An idea I tend to harp on is the irreducible messiness and variety of the human world and the importance of dealing with it by digging into the details and using a variety of perspectives rather than by trying to cram it all into a simplistic schema. For that reason I was delighted to read the opening to Chapter Two, “Language Groups and Social Organizations,” of George E. Brooks’s Landlords and Strangers: Ecology, Society, and Trade in Western Africa, 1000-1630, which I’ve had for years but am only now starting to read:
Scholars studying western Africa are challenged by conundrums involving relationships between languages, social groupings, and cultures. People in western Africa define themselves principally according to kinship and occupational affiliations and only secondarily in linguistic terms. Indeed individuals and families change their languages and modify their social and cultural patterns in ways that are often perplexing to outsiders. Individuals may change their family names to assert their affiliation with elite families (captives once adopted slavemaster names), to express client relationships, apprenticeships, or religious affiliations, and for other reasons [...]. In his study of Senegambian oral traditions concerning Mande- and West Atlantic-speaking societies, Donald R. Wright remarked, “Determination of one’s ethnicity seems to have been more a matter of cultural lifestyle than of parentage or ancestry” [...].
In his discussion of West Atlantic- and Kruan-speaking societies 1,000 km to the south, Warren L. d’Azevedo commented that interrelationships between groups in the past “did not involve confrontations between massive and unitary entities.”
It involved, rather, interrelationships among small independent human groups spreading out and merging with other groups to form new units in which any one of a number of “ethnic” traditions might predominate, depending on historical circumstances. In such a context the term “tribe” in its standard definition can scarcely comprehend the realities. Cultural pluralism, multilingualism, and multiple local traditions of origin and “ethnicity” obtain within situations that are only superficially—and frequently only temporarily—characterized by a predominant “tribal” orientation. . . . Throughout northern and western Liberia institutional structures and most cultural features are so generally distributed that it is no exaggeration to suggest that tribal identification is as much a matter of individual choice as of the ascribed status of birth, language, or distinctive customs (Azevedo 1971:18).

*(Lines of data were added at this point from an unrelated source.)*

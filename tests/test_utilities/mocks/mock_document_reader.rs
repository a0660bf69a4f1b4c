use std::collections::HashMap;
use std::path::{Path, PathBuf};
use sbom_unify::prelude::*;

/// Mock DocumentReader serving in-memory JSON documents keyed by path
#[derive(Default)]
pub struct MockDocumentReader {
    documents: HashMap<PathBuf, String>,
}

impl MockDocumentReader {
    pub fn new() -> Self {
        Self::default()
    }

    pub fn with_document(mut self, path: &str, json: &str) -> Self {
        self.documents.insert(PathBuf::from(path), json.to_string());
        self
    }
}

impl DocumentReader for MockDocumentReader {
    fn read_document(&self, path: &Path) -> Result<Document> {
        let json = self.documents.get(path).ok_or_else(|| SbomError::DocumentNotFound {
            path: path.to_path_buf(),
            suggestion: "No mock document registered for this path".to_string(),
        })?;
        serde_json::from_str(json).map_err(|e| {
            SbomError::DocumentParseError {
                path: path.to_path_buf(),
                details: e.to_string(),
            }
            .into()
        })
    }
}
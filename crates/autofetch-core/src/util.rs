/// Interpret a yes/no style flag value (`1`, `true`, `yes`, `on` and their
/// negatives, any case). Anything else is `None`.
pub fn parse_bool_flag(raw: &str) -> Option<bool> {
    match raw.trim().to_ascii_lowercase().as_str() {
        "1" | "true" | "yes" | "on" => Some(true),
        "0" | "false" | "no" | "off" => Some(false),
        _ => None,
    }
}

/// Boolean environment override; unset or unparsable values are ignored.
pub fn env_bool(key: &str) -> Option<bool> {
    std::env::var(key).ok().and_then(|raw| parse_bool_flag(&raw))
}

/// First `max` characters of `text`, counted in chars rather than bytes.
pub fn truncate_chars(text: &str, max: usize) -> String {
    text.chars().take(max).collect()
}
use std::time::Duration;

use autofetch_session::ProviderError;

/// Everything that can go wrong while processing addresses.
///
/// Only [`FetchError::SessionEstablish`] and [`FetchError::Cancelled`] end a
/// run; every other variant is recorded as a per-address failure.
#[derive(thiserror::Error, Debug, Clone, PartialEq, Eq)]
pub enum FetchError {
    #[error("could not infer a filename from the address")]
    UnresolvableName,
    #[error("no download trigger found: {0}")]
    NoTriggerFound(String),
    #[error("interaction session died: {0}")]
    SessionDead(String),
    #[error("no finished download within {}s", .0.as_secs())]
    CompletionTimeout(Duration),
    #[error("filesystem error: {0}")]
    Filesystem(String),
    #[error("could not establish an interaction session: {0}")]
    SessionEstablish(String),
    #[error("cancelled")]
    Cancelled,
}

impl FetchError {
    pub fn is_fatal(&self) -> bool {
        matches!(self, FetchError::SessionEstablish(_) | FetchError::Cancelled)
    }

    pub fn slug(&self) -> &'static str {
        match self {
            FetchError::UnresolvableName => "unresolvable_name",
            FetchError::NoTriggerFound(_) => "no_trigger_found",
            FetchError::SessionDead(_) => "session_dead",
            FetchError::CompletionTimeout(_) => "completion_timeout",
            FetchError::Filesystem(_) => "filesystem_error",
            FetchError::SessionEstablish(_) => "session_establish_failure",
            FetchError::Cancelled => "cancelled",
        }
    }
}

impl From<ProviderError> for FetchError {
    fn from(err: ProviderError) -> Self {
        match err {
            ProviderError::NoTriggerFound(msg) => FetchError::NoTriggerFound(msg),
            ProviderError::SessionDead(msg) => FetchError::SessionDead(msg),
            ProviderError::Establish(msg) => FetchError::SessionEstablish(msg),
            // the session survived; only this page could not be driven
            ProviderError::Unavailable(msg) => FetchError::NoTriggerFound(msg),
            ProviderError::Io(msg) => FetchError::Filesystem(msg),
        }
    }
}

impl From<std::io::Error> for FetchError {
    fn from(err: std::io::Error) -> Self {
        FetchError::Filesystem(err.to_string())
    }
}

In short, western Africans opportunistically redefine their identities in response to changing circumstances. Remote, even fictive, kinship ties, special bonds between groups such as “joking relationships,” indeed any social or cultural advantages one can claim or contrive have for centuries facilitated human relationships and expedited trade, travel, migration, and settlement in western Africa.
It can’t be said too often: there are no fixed identities; people, like languages, are constantly in flux.